If anyone were to look at Ansel Adams' photographs, they would probably believe they were looking at an un-sullied reality that existed exactly at the point when he hit the shutter release. His images are, to many, forensically pure. To me, purely and simply ART.

Here is a list of quotations by Ansel Adams which all point what I feel is a greater truth;

“Not everybody trusts paintings but people believe photographs”.

“Photography is more than a medium for factual communication of ideas. It is a creative art”.

“There are always two people in every picture: the photographer and the viewer”.

“You don't take a photograph, you make it”.

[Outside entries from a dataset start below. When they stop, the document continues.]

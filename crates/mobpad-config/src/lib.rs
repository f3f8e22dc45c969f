//! Player settings for the MobPad client.
//!
//! [`ClientConfig`] is the typed settings record and [`ConfigStore`] keeps it
//! in a JSON file between sessions.
//!
//! ```no_run
//! # async fn demo() -> anyhow::Result<()> {
//! use mobpad_config::ConfigStore;
//!
//! let store = ConfigStore::at_default_path()?;
//! let config = store.set_value("PLAYER_NAME", "Ada".into()).await?;
//! assert_eq!(config.player_name, "Ada");
//! # Ok(())
//! # }
//! ```

#![warn(missing_debug_implementations)]
#![warn(missing_docs)]

pub mod settings;
pub mod store;

pub use settings::{ClientConfig, DEFAULT_SENSITIVITY, PALETTE, keys};
pub use store::{ConfigStore, default_config_path};
//! Socket and transport errors.

use crate::common::ErrorSeverity;

/// Errors raised by the socket seam.
///
/// None of these is fatal to the client: the connection monitor recovers by
/// reconstructing the socket, and callers only observe a socket that is
/// momentarily unavailable.
#[derive(Debug, Clone, PartialEq, Eq, thiserror::Error)]
pub enum ConnectionError {
    /// The socket could not be created
    #[error("Failed to open socket to {url}: {reason}")]
    ConnectFailed {
        /// Target URL
        url: String,
        /// Failure reason
        reason: String,
    },

    /// The transport rejected an outbound message
    #[error("Send failed: {0}")]
    SendFailed(String),

    /// The socket has already shut down
    #[error("Socket is closed")]
    SocketClosed,

    /// The server URL is not a websocket URL
    #[error("Invalid server URL '{0}'")]
    InvalidUrl(String),

    /// The client session loop is no longer running
    #[error("Client session has ended")]
    SessionEnded,
}

impl ConnectionError {
    /// Get the error severity.
    pub fn severity(&self) -> ErrorSeverity {
        match self {
            ConnectionError::ConnectFailed { .. } => ErrorSeverity::Warning,
            ConnectionError::SendFailed(_) => ErrorSeverity::Warning,
            ConnectionError::SocketClosed => ErrorSeverity::Warning,
            ConnectionError::InvalidUrl(_) => ErrorSeverity::Error,
            ConnectionError::SessionEnded => ErrorSeverity::Error,
        }
    }

    /// Create a connect failure.
    pub fn connect_failed(url: impl Into<String>, reason: impl Into<String>) -> Self {
        ConnectionError::ConnectFailed {
            url: url.into(),
            reason: reason.into(),
        }
    }
}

“Photography, as a powerful medium of expression and communications, offers an infinite variety of perception, interpretation and execution”.

“The negative is comparable to the composer's score and the print to its performance. Each performance differs in subtle ways”.

We all make our own minds up. However, this forum is about learning about the world around us.

As a result, I try - wherever possible - not to embellish "the truth" too much - certainly not beyond the point that it becomes unrecognisable.

I will admit to removing the odd plastic bag from a seascape and removing a bird / jet-stream from a picturesque sky but the place I'm shooting would look "real" to anyone who lives there.

In my opinion;

Reality + Photography + Image Manipulation (chemical or digital) = ART.

Paul.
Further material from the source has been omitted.